WHAT YOU NEED TO DO: Retype the data below, every word of it, exactly.

[Stored items]
────────
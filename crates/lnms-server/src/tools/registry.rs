//! Tool registry
//!
//! The complete tool catalog: one [`ToolSpec`] per LibreNMS API
//! operation, carrying the metadata the access policy needs and a
//! schema function for the MCP tool listing. The router dispatches by
//! the same names, so the two files must stay in sync; the registry
//! tests cross-check them.

use rmcp::ErrorData as McpError;
use rmcp::model::{Tool, ToolAnnotations};
use std::borrow::Cow;
use std::sync::Arc;

use lnms_domain::{TAG_ADMIN, TAG_GLOBAL_READ, TAG_LIBRENMS, TAG_READ_ONLY, ToolHints, ToolMeta};

use crate::access::AccessPolicy;
use crate::args::*;

/// One entry in the tool catalog
#[derive(Clone, Copy)]
pub struct ToolSpec {
    /// Name, description, tags, and hints
    pub meta: ToolMeta,
    schema: fn() -> schemars::Schema,
}

impl ToolSpec {
    /// Render this spec as an MCP tool definition
    pub fn to_tool(&self) -> Result<Tool, McpError> {
        let schema_value = serde_json::to_value((self.schema)())
            .map_err(|e| McpError::internal_error(e.to_string(), None))?;

        let input_schema = schema_value
            .as_object()
            .ok_or_else(|| {
                McpError::internal_error(
                    format!("Schema for {} is not an object", self.meta.name),
                    None,
                )
            })?
            .clone();

        Ok(Tool {
            name: Cow::Borrowed(self.meta.name),
            title: None,
            description: Some(Cow::Borrowed(self.meta.description)),
            input_schema: Arc::new(input_schema),
            output_schema: None,
            annotations: Some(ToolAnnotations {
                title: None,
                read_only_hint: Some(self.meta.hints.read_only),
                destructive_hint: Some(self.meta.hints.destructive),
                idempotent_hint: Some(self.meta.hints.idempotent),
                open_world_hint: None,
            }),
            icons: None,
            meta: Default::default(),
        })
    }
}

fn schema_of<T: schemars::JsonSchema>() -> schemars::Schema {
    schemars::schema_for!(T)
}

fn spec<T: schemars::JsonSchema>(
    name: &'static str,
    description: &'static str,
    tags: &'static [&'static str],
    hints: ToolHints,
) -> ToolSpec {
    ToolSpec {
        meta: ToolMeta {
            name,
            description,
            tags,
            hints,
        },
        schema: schema_of::<T>,
    }
}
────────
PROBLEM SOLUTION:
filename crates/lnms-server/src/tools/registry.rs
//! Tool registry
//!
//! The complete tool catalog: one [`ToolSpec`] per LibreNMS API
//! operation, carrying the metadata the access policy needs and a
//! schema function for the MCP tool listing. The router dispatches by
//! the same names, so the two files must stay in sync; the registry
//! tests cross-check them.

use rmcp::ErrorData as McpError;
use rmcp::model::{Tool, ToolAnnotations};
use std::borrow::Cow;
use std::sync::Arc;

use lnms_domain::{TAG_ADMIN, TAG_GLOBAL_READ, TAG_LIBRENMS, TAG_READ_ONLY, ToolHints, ToolMeta};

use crate::access::AccessPolicy;
use crate::args::*;

/// One entry in the tool catalog
#[derive(Clone, Copy)]
pub struct ToolSpec {
    /// Name, description, tags, and hints
    pub meta: ToolMeta,
    schema: fn() -> schemars::Schema,
}

impl ToolSpec {
    /// Render this spec as an MCP tool definition
    pub fn to_tool(&self) -> Result<Tool, McpError> {
        let schema_value = serde_json::to_value((self.schema)())
            .map_err(|e| McpError::internal_error(e.to_string(), None))?;

        let input_schema = schema_value
            .as_object()
            .ok_or_else(|| {
                McpError::internal_error(
                    format!("Schema for {} is not an object", self.meta.name),
                    None,
                )
            })?
            .clone();

        Ok(Tool {
            name: Cow::Borrowed(self.meta.name),
            title: None,
            description: Some(Cow::Borrowed(self.meta.description)),
            input_schema: Arc::new(input_schema),
            output_schema: None,
            annotations: Some(ToolAnnotations {
                title: None,
                read_only_hint: Some(self.meta.hints.read_only),
                destructive_hint: Some(self.meta.hints.destructive),
                idempotent_hint: Some(self.meta.hints.idempotent),
                open_world_hint: None,
            }),
            icons: None,
            meta: Default::default(),
        })
    }
}

fn schema_of<T: schemars::JsonSchema>() -> schemars::Schema {
    schemars::schema_for!(T)
}

fn spec<T: schemars::JsonSchema>(
    name: &'static str,
    description: &'static str,
    tags: &'static [&'static str],
    hints: ToolHints,
) -> ToolSpec {
    ToolSpec {
        meta: ToolMeta {
            name,
            description,
            tags,
            hints,
        },
        schema: schema_of::<T>,
    }
}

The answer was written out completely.